O intestino, chamado de “segundo cérebro”, é especialmente sensível ao traume invisível. Alterações na motilidade, permeabilidade intestinal, sensibilidades viscerais e disbiose podem surgir quando o estresse se torna regra.
Isso explica o aumento de quadros como gastrite nervosa, intestino irritável e desconfortos sem causa aparente, que são expressões somáticas de tensões emocionais acumuladas. Na dimensão psicológica, o trauma invisível também molda comportamentos. O psicólogo Douglas Kawaguchi, professor da Faculdade Sírio-Libanês, explica que a autossabotagem é um dos efeitos desse processo.
“O corpo aprende por repetição e passa a generalizar ambientes ou situações como ameaçadores, mesmo quando não há risco real. O padrão emocional, antes inconsciente, acaba afastando a pessoa de oportunidades, relações ou tarefas importantes”, explica.
Kawaguchi lembra ainda que grupos vulneráveis — como crianças, adolescentes, pessoas minorizadas socialmente ou com pouco suporte emocional — são mais afetados. Eles não só sofrem microagressões com maior frequência, como têm menos recursos para processá-las, o que torna a resposta corporal mais intensa.
A medicina e a psicologia já conseguem identificar marcadores biológicos que refletem estresse contínuo, como alterações hormonais, inflamatórias e metabólicas. Esse processo pode agravar resistência à insulina, compulsão alimentar, ganho de peso, disfunções menstruais e problemas sexuais, porque mantém o sistema de alerta acionado além do necessário.
Quando buscar ajuda e como romper o ciclo
Apesar disso, sintomas psicossomáticos não devem ser confundidos com exagero. Para Kawaguchi, eles são tão reais quanto os físicos, embora não tenham uma causa orgânica evidente. Por isso, a prática clínica recomenda investigar primeiro causas médicas e, depois, avaliar fatores emocionais, o que facilita um diagnóstico mais preciso.
O tratamento envolve duas frentes: aliviar sintomas e trabalhar a origem emocional. Meditação, práticas de compaixão, vínculos saudáveis, organização da rotina e hábitos de saúde ajudam a reduzir o impacto imediato, mas não substituem o trabalho profundo de reconstrução emocional.

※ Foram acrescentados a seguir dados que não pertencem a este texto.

//! Blob storage persisted through a SQLite database file.

use std::sync::Arc;

use blobfs_core::{BlobFs, BlobFsConfig, BlobFsError, NodeId, NodeKind, RecordStore};
use blobfs_sqlite::{Database, SqliteConfig, SqliteRecordStore};
use tempfile::TempDir;

async fn open_fs(config: &SqliteConfig, block_size: u32) -> BlobFs {
    let db = Database::open_with(config).expect("open database");
    let store: Arc<dyn RecordStore> = Arc::new(SqliteRecordStore::new(db));
    BlobFs::open(
        store,
        BlobFsConfig {
            block_size,
            ..Default::default()
        },
    )
    .await
    .expect("open blob filesystem")
}

#[tokio::test]
async fn blobs_survive_reopening_the_database() {
    let dir = TempDir::new().unwrap();
    let config = SqliteConfig {
        path: Some(dir.path().join("blobs.db")),
    };
    let id = NodeId::from("f1");

    {
        let fs = open_fs(&config, 4).await;
        fs.create_node(&"0".into(), "/", NodeKind::Directory, None)
            .await
            .unwrap();
        fs.create_node(&id, "f1", NodeKind::File, Some(&"0".into()))
            .await
            .unwrap();

        let mut cursor = fs.open_cursor(&id).await.unwrap();
        cursor.write(&[1, 2, 3, 4, 5, 6, 7, 8, 9, 10]).await.unwrap();
        cursor.close().await.unwrap();
    }

    // a different configured block size must not override the stored one
    let fs = open_fs(&config, 512).await;
    assert_eq!(fs.settings().block_size, 4);

    let meta = fs.stat(&id).await.unwrap();
    assert_eq!(meta.size, 10);
    assert_eq!(meta.parent, Some(NodeId::from("0")));

    let mut cursor = fs.open_cursor(&id).await.unwrap();
    let mut buf = [0u8; 10];
    assert_eq!(cursor.read(&mut buf).await.unwrap(), 10);
    assert_eq!(buf, [1, 2, 3, 4, 5, 6, 7, 8, 9, 10]);
    cursor.close().await.unwrap();

    let blocks = fs.nodes().blocks(&id, 4);
    assert_eq!(blocks.indexes().await.unwrap(), vec![0, 1, 2]);
    assert_eq!(blocks.load(2).await.unwrap(), Some(vec![9, 10, 0, 0]));
}

#[tokio::test]
async fn in_memory_database_reports_tree_errors() {
    let fs = open_fs(&SqliteConfig::default(), 4).await;

    assert!(matches!(
        fs.create_node(&"x".into(), "x", NodeKind::File, Some(&"ghost".into()))
            .await,
        Err(BlobFsError::ParentNotFound(_))
    ));
    assert!(matches!(
        fs.open_cursor(&"nonexistent".into()).await,
        Err(BlobFsError::NotFound(_))
    ));
}

#[tokio::test]
async fn appends_through_positioned_writes() {
    let fs = open_fs(&SqliteConfig::default(), 3).await;
    let id = NodeId::from("log");
    fs.create_node(&id, "log", NodeKind::File, None).await.unwrap();

    for line in ["alpha\n", "beta\n", "gamma\n"] {
        let size = fs.stat(&id).await.unwrap().size;
        fs.write_at(&id, size, line.as_bytes()).await.unwrap();
    }

    let content = fs.read_range(&id, 0, 1024).await.unwrap();
    assert_eq!(content, b"alpha\nbeta\ngamma\n");
    assert!(matches!(
        fs.write_at(&id, 100, b"x").await,
        Err(BlobFsError::InvalidPosition { .. })
    ));
}
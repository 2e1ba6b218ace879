use std::path::PathBuf;

use thiserror::Error;

#[derive(Debug, Error)]
pub enum Error {
    #[error(transparent)]
    Io(#[from] std::io::Error),

    #[error(transparent)]
    Yaml(#[from] serde_yaml::Error),

    #[error(transparent)]
    Json(#[from] serde_json::Error),

    #[error("path escapes allowed root: {}", path.display())]
    PathOutsideRoot { path: PathBuf },

    #[error("no frontmatter block: {}", path.display())]
    MissingFrontmatter { path: PathBuf },
}

impl Error {
    #[must_use]
    pub fn path_outside_root(path: impl Into<PathBuf>) -> Self {
        Self::PathOutsideRoot { path: path.into() }
    }

    #[must_use]
    pub fn missing_frontmatter(path: impl Into<PathBuf>) -> Self {
        Self::MissingFrontmatter { path: path.into() }
    }
}

pub type Result<T> = std::result::Result<T, Error>;
//! Display-title resolution for content files.
//!
//! Titles come from frontmatter when present, otherwise from the first
//! markdown heading, otherwise from the file name itself.

use std::path::Path;

use crate::{kind::ContentKind, parse};

/// Convert a hyphen/underscore slug into Title Case words. Characters
/// after the first of each word keep their case.
#[must_use]
pub fn title_from_slug(slug: &str) -> String {
    slug.split(['-', '_'])
        .filter(|word| !word.is_empty())
        .map(|word| {
            let mut chars = word.chars();
            match chars.next() {
                Some(first) => first.to_uppercase().collect::<String>() + chars.as_str(),
                None => String::new(),
            }
        })
        .collect::<Vec<_>>()
        .join(" ")
}

/// First `# ` heading in a markdown body, ignoring fenced code blocks.
#[must_use]
pub fn first_heading(markdown: &str) -> Option<String> {
    let mut in_code_block = false;
    for line in markdown.lines() {
        let trimmed = line.trim();
        if trimmed.starts_with("```") || trimmed.starts_with("````") {
            in_code_block = !in_code_block;
            continue;
        }
        if !in_code_block && line.starts_with("# ") {
            return Some(line[2..].trim().to_string());
        }
    }
    None
}

/// File name with its known content suffix (or plain extension) stripped.
#[must_use]
pub fn file_stem(path: &Path) -> String {
    let name = path
        .file_name()
        .and_then(|name| name.to_str())
        .unwrap_or_default();
    match ContentKind::of(path) {
        Some(kind) => name.trim_end_matches(kind.suffix()).to_string(),
        None => Path::new(name)
            .file_stem()
            .and_then(|stem| stem.to_str())
            .unwrap_or(name)
            .to_string(),
    }
}

/// Fallback title derived from the file name alone.
#[must_use]
pub fn title_from_path(path: &Path) -> String {
    title_from_slug(&file_stem(path))
}

/// Resolve a document's display title: frontmatter `title`, then
/// frontmatter `name` expanded from its slug, then the first heading
/// after the frontmatter block, then the file name.
#[must_use]
pub fn resolve_title(path: &Path, content: &str) -> String {
    let split = parse::split_frontmatter(content);
    if let Some((raw, _)) = split
        && let Ok(frontmatter) = parse::parse_block(raw)
    {
        if let Some(title) = frontmatter.title() {
            return title.to_string();
        }
        if let Some(name) = frontmatter.name() {
            return title_from_slug(name);
        }
    }

    let body = split.map_or(content, |(_, body)| body);
    match first_heading(body) {
        Some(heading) => heading,
        None => title_from_path(path),
    }
}
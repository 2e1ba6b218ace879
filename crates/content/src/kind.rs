//! Content categories and per-category directory listings.

use std::path::{Path, PathBuf};

use serde::Serialize;

use crate::error::Result;

/// The categories of curated content the repository tracks.
#[derive(Debug, Clone, Copy, PartialEq, Eq, Serialize)]
#[serde(rename_all = "kebab-case")]
pub enum ContentKind {
    Instruction,
    Prompt,
    ChatMode,
    Agent,
    Collection,
}

impl ContentKind {
    pub const ALL: [ContentKind; 5] = [
        ContentKind::Instruction,
        ContentKind::Prompt,
        ContentKind::ChatMode,
        ContentKind::Agent,
        ContentKind::Collection,
    ];

    /// Directory under the repository root holding this kind.
    #[must_use]
    pub fn dir_name(self) -> &'static str {
        match self {
            ContentKind::Instruction => "instructions",
            ContentKind::Prompt => "prompts",
            ContentKind::ChatMode => "chatmodes",
            ContentKind::Agent => "agents",
            ContentKind::Collection => "collections",
        }
    }

    /// File suffix identifying this kind.
    #[must_use]
    pub fn suffix(self) -> &'static str {
        match self {
            ContentKind::Instruction => ".instructions.md",
            ContentKind::Prompt => ".prompt.md",
            ContentKind::ChatMode => ".chatmode.md",
            ContentKind::Agent => ".agent.md",
            ContentKind::Collection => ".collection.yml",
        }
    }

    /// Classify a file by its suffix.
    #[must_use]
    pub fn of(path: &Path) -> Option<ContentKind> {
        let name = path.file_name()?.to_str()?;
        ContentKind::ALL
            .into_iter()
            .find(|kind| name.ends_with(kind.suffix()))
    }
}

/// List the files of one kind, one level deep, sorted by file name.
/// A missing directory is an empty listing, not an error.
pub async fn list_files(root: &Path, kind: ContentKind) -> Result<Vec<PathBuf>> {
    let dir = root.join(kind.dir_name());
    let mut reader = match tokio::fs::read_dir(&dir).await {
        Ok(reader) => reader,
        Err(_) => return Ok(Vec::new()),
    };

    let mut files = Vec::new();
    while let Some(entry) = reader.next_entry().await? {
        if !entry.file_type().await?.is_file() {
            continue;
        }
        let path = entry.path();
        if path
            .file_name()
            .and_then(|name| name.to_str())
            .is_some_and(|name| name.ends_with(kind.suffix()))
        {
            files.push(path);
        }
    }
    files.sort();
    Ok(files)
}

#[allow(clippy::unwrap_used, clippy::expect_used)]
#[cfg(test)]
mod tests {
    use super::*;

    #[test]
    fn classifies_by_suffix() {
        assert_eq!(
            ContentKind::of(Path::new("prompts/react.prompt.md")),
            Some(ContentKind::Prompt)
        );
        assert_eq!(
            ContentKind::of(Path::new("agents/reviewer.agent.md")),
            Some(ContentKind::Agent)
        );
        assert_eq!(
            ContentKind::of(Path::new("collections/web.collection.yml")),
            Some(ContentKind::Collection)
        );
        assert_eq!(ContentKind::of(Path::new("README.md")), None);
    }

    #[tokio::test]
    async fn lists_matching_files_sorted() {
        let tmp = tempfile::tempdir().unwrap();
        let dir = tmp.path().join("prompts");
        std::fs::create_dir_all(&dir).unwrap();
        std::fs::write(dir.join("zeta.prompt.md"), "").unwrap();
        std::fs::write(dir.join("alpha.prompt.md"), "").unwrap();
        std::fs::write(dir.join("notes.md"), "").unwrap();
        std::fs::create_dir_all(dir.join("nested.prompt.md")).unwrap();

        let files = list_files(tmp.path(), ContentKind::Prompt).await.unwrap();
        let names: Vec<_> = files
            .iter()
            .filter_map(|p| p.file_name().and_then(|n| n.to_str()))
            .collect();
        assert_eq!(names, ["alpha.prompt.md", "zeta.prompt.md"]);
    }

    #[tokio::test]
    async fn missing_directory_is_an_empty_listing() {
        let tmp = tempfile::tempdir().unwrap();
        let files = list_files(tmp.path(), ContentKind::Agent).await.unwrap();
        assert!(files.is_empty());
    }
}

Psicoterapia — seja somática, existencial, analítica ou integrativa — é essencial para reorganizar padrões e dar nome às experiências que permaneceram silenciosas. O sinal de alerta para buscar ajuda surge quando a vida cotidiana começa a perder funcionalidade.
Dores recorrentes, inflamações, insônia, irritabilidade, sensação de inferioridade, medo sem motivo, falta de energia, sintomas físicos sem explicação médica e impactos no trabalho ou nas relações são indícios de que o corpo já está pedindo socorro.
No fim, os traumas invisíveis são silenciosos, mas não são pequenos. Eles inflamam, desregulam e atravessam o corpo de maneiras diversas. Reconhecê-los, validar seus efeitos e buscar suporte adequado é o primeiro passo para romper o ciclo e reconstruir uma forma mais leve e real de existir.